[The Last Journals of David Livingstone, in Central Africa, from 1865 to His Death, Volume I (of 2), 1866-1868 by David Livingstone]@TWC D-Link bookThe Last Journals of David Livingstone, in Central Africa, from 1865 to His Death, Volume I (of 2), 1866-1868 CHAPTER III 19/46
On asking why people were seen tied to trees to die as we had seen them, they gave the usual answer that the Arabs tie them thus and leave them to perish, because they are vexed, when the slaves can walk no further, that they have lost their money by them.
The path is almost strewed with slave-sticks, and though the people denied it, I suspect that they make a practice of following slave caravans and cutting off the sticks from those who fall out in the march, and thus stealing them.
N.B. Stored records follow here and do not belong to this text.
//! Session state and route guarding
//!
//! The session is a plain value owned by the caller. Credential checks happen
//! elsewhere; this module only records the outcome and decides where a
//! navigation may go.

use chrono::{DateTime, Utc};
use serde::{Deserialize, Serialize};

/// Pages of the application
#[derive(Debug, Clone, Copy, PartialEq, Eq, Hash, Serialize, Deserialize)]
#[serde(rename_all = "lowercase")]
pub enum Route {
    Login,
    Dashboard,
    Admin,
}

impl Route {
    pub fn path(self) -> &'static str {
        match self {
            Route::Login => "/login",
            Route::Dashboard => "/",
            Route::Admin => "/admin",
        }
    }

    /// Route for a URL path; unknown paths are `None`
    pub fn from_path(path: &str) -> Option<Self> {
        match path.trim_end_matches('/') {
            "" => Some(Route::Dashboard),
            "/login" => Some(Route::Login),
            "/admin" => Some(Route::Admin),
            _ => None,
        }
    }
}

/// Outcome of a route check
#[derive(Debug, Clone, Copy, PartialEq, Eq)]
pub enum Access {
    Allow,
    Redirect(Route),
}

/// Who is signed in, if anyone
#[derive(Debug, Clone, Default, PartialEq, Eq, Serialize, Deserialize)]
pub struct Session {
    token: Option<String>,
    username: Option<String>,
    signed_in_at: Option<DateTime<Utc>>,
}

impl Session {
    /// A signed-out session
    pub fn new() -> Self {
        Self::default()
    }

    /// Record a successful sign-in with the token the server issued
    pub fn sign_in(&mut self, username: impl Into<String>, token: impl Into<String>) {
        self.username = Some(username.into());
        self.token = Some(token.into());
        self.signed_in_at = Some(Utc::now());
    }

    /// Forget the signed-in user
    pub fn sign_out(&mut self) {
        *self = Self::default();
    }

    pub fn is_authenticated(&self) -> bool {
        self.token.is_some()
    }

    pub fn token(&self) -> Option<&str> {
        self.token.as_deref()
    }

    pub fn username(&self) -> Option<&str> {
        self.username.as_deref()
    }

    pub fn signed_in_at(&self) -> Option<DateTime<Utc>> {
        self.signed_in_at
    }
}

/// Decide whether a navigation to `route` may proceed
pub fn guard(route: Route, session: &Session) -> Access {
    match (session.is_authenticated(), route) {
        (false, Route::Login) => Access::Allow,
        (false, _) => Access::Redirect(Route::Login),
        (true, Route::Login) => Access::Redirect(Route::Dashboard),
        (true, _) => Access::Allow,
    }
}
By selling them again they get the quantities of cloth we see.
Some asked for gaudy prints, of which we had none, because we knew that the general taste of the Africans of the Interior is for strength rather than show in what they buy. The Rovuma here is about 100 yards broad, and still keeps up its character of a rapid stream, with sandy banks and islands: the latter are generally occupied, as being defensible when the river is in flood. _2nd July, 1866._--We rested at Mtarika's old place; and though we had to pay dearly with our best table-cloths[14] for it, we got as much as made one meal a day.
At the same dear rate we could give occasionally only two ears of maize to each man; and if the sepoys got their comrades' corn into their hands, they eat it without shame.